About this task: The job is to find each line of the records below that includes the word "HTTP" and copy it.

Data records:
════════════════

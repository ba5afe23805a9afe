//! Client configuration: endpoints per protocol, timeouts and retries.
//!
//! A [`ClientConfig`] is read from a JSON or YAML file with [`ClientConfig::from_file`], or from
//! the environment with [`ClientConfig::from_env`]:
//!
//! | variable                       | field              |
//! |--------------------------------|--------------------|
//! | `INTERACTIVE_REST_ENDPOINT`    | `rest_endpoint`    |
//! | `INTERACTIVE_GRPC_ENDPOINT`    | `grpc_endpoint`    |
//! | `INTERACTIVE_CYPHER_ENDPOINT`  | `cypher_endpoint`  |
//! | `INTERACTIVE_CYPHER_DATABASE`  | `cypher_database`  |
//! | `INTERACTIVE_GREMLIN_ENDPOINT` | `gremlin_endpoint` |
//! | `INTERACTIVE_TIMEOUT_MS`       | `timeout_ms`       |
//! | `INTERACTIVE_MAX_ATTEMPTS`     | `retry.max_attempts` |
use crate::client::RetryPolicy;
use serde::{Deserialize, Serialize};
use std::{collections::BTreeMap, path::Path, time::Duration};

pub const REST_ENDPOINT_VAR: &str = "INTERACTIVE_REST_ENDPOINT";
pub const GRPC_ENDPOINT_VAR: &str = "INTERACTIVE_GRPC_ENDPOINT";
pub const CYPHER_ENDPOINT_VAR: &str = "INTERACTIVE_CYPHER_ENDPOINT";
pub const CYPHER_DATABASE_VAR: &str = "INTERACTIVE_CYPHER_DATABASE";
pub const GREMLIN_ENDPOINT_VAR: &str = "INTERACTIVE_GREMLIN_ENDPOINT";
pub const TIMEOUT_MS_VAR: &str = "INTERACTIVE_TIMEOUT_MS";
pub const MAX_ATTEMPTS_VAR: &str = "INTERACTIVE_MAX_ATTEMPTS";

#[derive(Debug, thiserror::Error)]
pub enum ConfigError {
    #[error("Failed to read config file '{path}': '{source}'")]
    Io {
        path: String,
        source: std::io::Error,
    },
    #[error("Invalid config file '{path}': {message}")]
    Parse { path: String, message: String },
    #[error("Invalid value '{value}' for {var}: '{source}'")]
    InvalidNumber {
        var: &'static str,
        value: String,
        source: std::num::ParseIntError,
    },
    #[error("retry.max_attempts must be at least 1")]
    NoAttempts,
}

#[derive(Debug, Clone, PartialEq, Eq, Serialize, Deserialize)]
#[serde(default, deny_unknown_fields)]
pub struct RetryConfig {
    /// Total attempts for an idempotent operation, the first one included.
    pub max_attempts: usize,
    pub min_delay_ms: u64,
    pub max_delay_ms: u64,
}

impl Default for RetryConfig {
    fn default() -> Self {
        Self {
            max_attempts: 3,
            min_delay_ms: 50,
            max_delay_ms: 2000,
        }
    }
}

#[derive(Debug, Clone, PartialEq, Eq, Serialize, Deserialize)]
#[serde(default, deny_unknown_fields)]
pub struct ClientConfig {
    pub rest_endpoint: Option<String>,
    pub grpc_endpoint: Option<String>,
    /// Base URL of the Neo4j HTTP API, e.g. `http://localhost:7474`.
    pub cypher_endpoint: Option<String>,
    pub cypher_database: String,
    /// Gremlin Server HTTP endpoint, e.g. `http://localhost:8182/gremlin`.
    pub gremlin_endpoint: Option<String>,
    pub timeout_ms: u64,
    pub retry: RetryConfig,
    /// Sent as HTTP headers, and as metadata on gRPC calls.
    pub headers: BTreeMap<String, String>,
}

impl Default for ClientConfig {
    fn default() -> Self {
        Self {
            rest_endpoint: None,
            grpc_endpoint: None,
            cypher_endpoint: None,
            cypher_database: "neo4j".to_string(),
            gremlin_endpoint: None,
            timeout_ms: 30_000,
            retry: RetryConfig::default(),
            headers: BTreeMap::new(),
        }
    }
}

impl ClientConfig {
    pub fn from_env() -> Result<Self, ConfigError> {
        Self::from_lookup(|var| std::env::var(var).ok())
    }

    /// Builds a config from an arbitrary variable source; unset variables keep their default.
    pub fn from_lookup(lookup: impl Fn(&str) -> Option<String>) -> Result<Self, ConfigError> {
        let defaults = Self::default();
        let number = |var: &'static str| -> Result<Option<u64>, ConfigError> {
            lookup(var)
                .map(|value| {
                    value
                        .trim()
                        .parse()
                        .map_err(|source| ConfigError::InvalidNumber { var, value, source })
                })
                .transpose()
        };

        let config = Self {
            rest_endpoint: lookup(REST_ENDPOINT_VAR),
            grpc_endpoint: lookup(GRPC_ENDPOINT_VAR),
            cypher_endpoint: lookup(CYPHER_ENDPOINT_VAR),
            cypher_database: lookup(CYPHER_DATABASE_VAR).unwrap_or(defaults.cypher_database),
            gremlin_endpoint: lookup(GREMLIN_ENDPOINT_VAR),
            timeout_ms: number(TIMEOUT_MS_VAR)?.unwrap_or(defaults.timeout_ms),
            retry: RetryConfig {
                max_attempts: number(MAX_ATTEMPTS_VAR)?
                    .map(|n| n as usize)
                    .unwrap_or(defaults.retry.max_attempts),
                ..defaults.retry
            },
            headers: defaults.headers,
        };

        config.validate()
    }

    /// Reads a JSON or YAML config file; anything but `.json` is parsed as YAML.
    pub fn from_file(path: impl AsRef<Path>) -> Result<Self, ConfigError> {
        let path = path.as_ref();
        let display = path.display().to_string();
        let content = std::fs::read_to_string(path).map_err(|source| ConfigError::Io {
            path: display.clone(),
            source,
        })?;

        let is_json = path.extension().is_some_and(|e| e.eq_ignore_ascii_case("json"));
        let config: Self = if is_json {
            serde_json::from_str(&content).map_err(|e| e.to_string())
        } else {
            serde_saphyr::from_str(&content).map_err(|e| e.to_string())
        }
        .map_err(|message| ConfigError::Parse {
            path: display,
            message,
        })?;

        config.validate()
    }

    fn validate(self) -> Result<Self, ConfigError> {
        if self.retry.max_attempts == 0 {
            return Err(ConfigError::NoAttempts);
        }
        Ok(self)
    }

    pub fn timeout(&self) -> Duration {
        Duration::from_millis(self.timeout_ms)
    }

    pub fn retry_policy(&self) -> RetryPolicy {
        RetryPolicy {
            max_attempts: self.retry.max_attempts,
            min_delay: Duration::from_millis(self.retry.min_delay_ms),
            max_delay: Duration::from_millis(self.retry.max_delay_ms),
        }
    }

    pub(crate) fn header_pairs(&self) -> Vec<(String, String)> {
        self.headers
            .iter()
            .map(|(k, v)| (k.clone(), v.clone()))
            .collect()
    }
}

════════════════

Solution to this task:
    /// Base URL of the Neo4j HTTP API, e.g. `http://localhost:7474`.
    /// Gremlin Server HTTP endpoint, e.g. `http://localhost:8182/gremlin`.
    /// Sent as HTTP headers, and as metadata on gRPC calls.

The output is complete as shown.